The application belongs to the technical field of medical instruments, and particularly relates to a locking mechanism of a brain stereotactic instrument.

Background

Often during neurosurgery, a physician employs stereotactic guidance to reach the site where surgery is desired. Stereotactic surgery requires the use of a brain stereotactic instrument.

Chinese patent document CN 107106255A discloses a brain stereotactic apparatus comprising a semicircular arc portion and a head frame, wherein the head frame is for being fixed to the head of a patient by means of pins or screws, wherein the arc portion comprises a coupling member shaped as a ring for attaching and locking the arc portion to the head frame, wherein the head frame comprises a support member shaped as a ring for receiving a corresponding coupling member, wherein each coupling member comprises a pivotable clamp element which, when coupling the arc portion to the head frame, partially circumferentially surrounds the corresponding support member, and wherein the coupling member comprises a locking element for receiving a top end portion of the corresponding clamp element, and locking the corresponding coupling member to the corresponding support member. However, when the coupling component is locked on the supporting component in the brain stereotactic instrument, the locking is only performed by the locking knob, the structure is simpler, the coupling component is easy to fall off after the locking, and the connection is not stable enough.

Disclosure of utility model

The utility model aims to solve the technical problems that: in order to solve the defects in the prior art, the brain stereotactic instrument with the locking mechanism is provided with more stable locking connection.

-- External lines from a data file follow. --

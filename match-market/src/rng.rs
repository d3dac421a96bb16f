//! Deterministic per-trial random streams.
//!
//! Each Monte-Carlo trial draws from its own `ChaCha20` stream whose seed is
//! derived from the user seed and the trial index, so results do not depend
//! on the order or thread trials run on.

use hmac::{Hmac, Mac};
use rand::SeedableRng;
use rand_chacha::ChaCha20Rng;
use sha2::Sha256;

/// Counting wrapper for RNG streams providing instrumentation.
#[derive(Debug, Clone)]
pub struct CountingRng<R> {
    rng: R,
    draws: u64,
}

impl CountingRng<ChaCha20Rng> {
    /// Seed a `ChaCha20` stream directly.
    #[must_use]
    pub fn from_seed_u64(seed: u64) -> Self {
        Self::wrap(ChaCha20Rng::seed_from_u64(seed))
    }
}

impl<R: rand::RngCore> CountingRng<R> {
    /// Wrap an existing generator.
    pub const fn wrap(rng: R) -> Self {
        Self { rng, draws: 0 }
    }

    /// Number of draw calls performed against this stream.
    #[must_use]
    pub const fn draws(&self) -> u64 {
        self.draws
    }
}

impl<R: rand::RngCore> rand::RngCore for CountingRng<R> {
    fn next_u32(&mut self) -> u32 {
        self.draws = self.draws.saturating_add(1);
        self.rng.next_u32()
    }

    fn next_u64(&mut self) -> u64 {
        self.draws = self.draws.saturating_add(1);
        self.rng.next_u64()
    }

    fn fill_bytes(&mut self, dest: &mut [u8]) {
        self.draws = self.draws.saturating_add(1);
        self.rng.fill_bytes(dest);
    }

    fn try_fill_bytes(&mut self, dest: &mut [u8]) -> Result<(), rand::Error> {
        self.draws = self.draws.saturating_add(1);
        self.rng.try_fill_bytes(dest)
    }
}

/// Random stream used by a single trial.
pub type TrialRng = CountingRng<ChaCha20Rng>;

/// Derive the stream for `trial` under `user_seed`.
#[must_use]
pub fn trial_stream(user_seed: u64, trial: u64) -> TrialRng {
    let mut tag = [0u8; 13];
    tag[..5].copy_from_slice(b"trial");
    tag[5..].copy_from_slice(&trial.to_le_bytes());
    CountingRng::from_seed_u64(derive_stream_seed(user_seed, &tag))
}

/// HMAC-SHA256 of `domain_tag` keyed by the user seed, folded to 64 bits.
#[must_use]
pub fn derive_stream_seed(user_seed: u64, domain_tag: &[u8]) -> u64 {
    let mut mac =
        Hmac::<Sha256>::new_from_slice(&user_seed.to_le_bytes()).expect("64-bit seed is valid key");
    mac.update(domain_tag);
    let digest = mac.finalize().into_bytes();
    let mut seed_bytes = [0u8; 8];
    seed_bytes.copy_from_slice(&digest[..8]);
    u64::from_le_bytes(seed_bytes)
}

The technical scheme adopted for solving the technical problems is as follows:

a brain stereotactic machine locking mechanism comprising:

The circular arc block is hinged on the circular ring;

The locking piece is fixed and is used for locking the circular arc piece on the ring, the locking piece includes: the locking device comprises an outer shell with an inner cavity, a first sliding block which is arranged in the outer shell and can slide, a locking screw which is arranged on the outer shell, a locking rod which is arranged on the first sliding block, a first spring which drives the first sliding block to reset, a second spring which drives the locking rod to reset, and a circular arc block which can be kept in a locking state after the locking rod resets, wherein the locking screw is screwed at the moment, so that the first sliding block can be locked to prevent the first sliding block from moving.

Preferably, the locking mechanism of the brain stereotactic instrument comprises a whole circular ring part and a semicircular ring part, wherein the semicircular ring part and the circular arc block can jointly form a circle, and the whole circular ring is formed when the circular arc block is locked.

Preferably, the locking mechanism of the brain stereotactic instrument of the present utility model, the end of the circular arc block is provided with a bump to be matched with a locking rod, and the locking rod extends below the bump to be abutted against the bump.

Preferably, the locking mechanism of the brain stereotactic instrument of the present utility model, said locking lever has a first inclined plane, said projection has a second inclined plane cooperating with said first inclined plane.

Preferably, in the brain stereotactic instrument locking mechanism of the present utility model, the front end of the locking screw is a conical surface, and the first sliding block is provided with a third inclined surface matched with the conical surface at the front end of the locking screw.

Preferably, the brain stereotactic instrument locking mechanism of the present utility model has a handle at one end of the locking rod to facilitate pulling the locking rod.

Preferably, the locking mechanism of the brain stereotactic instrument of the present utility model, said outer casing is fixed by a screw.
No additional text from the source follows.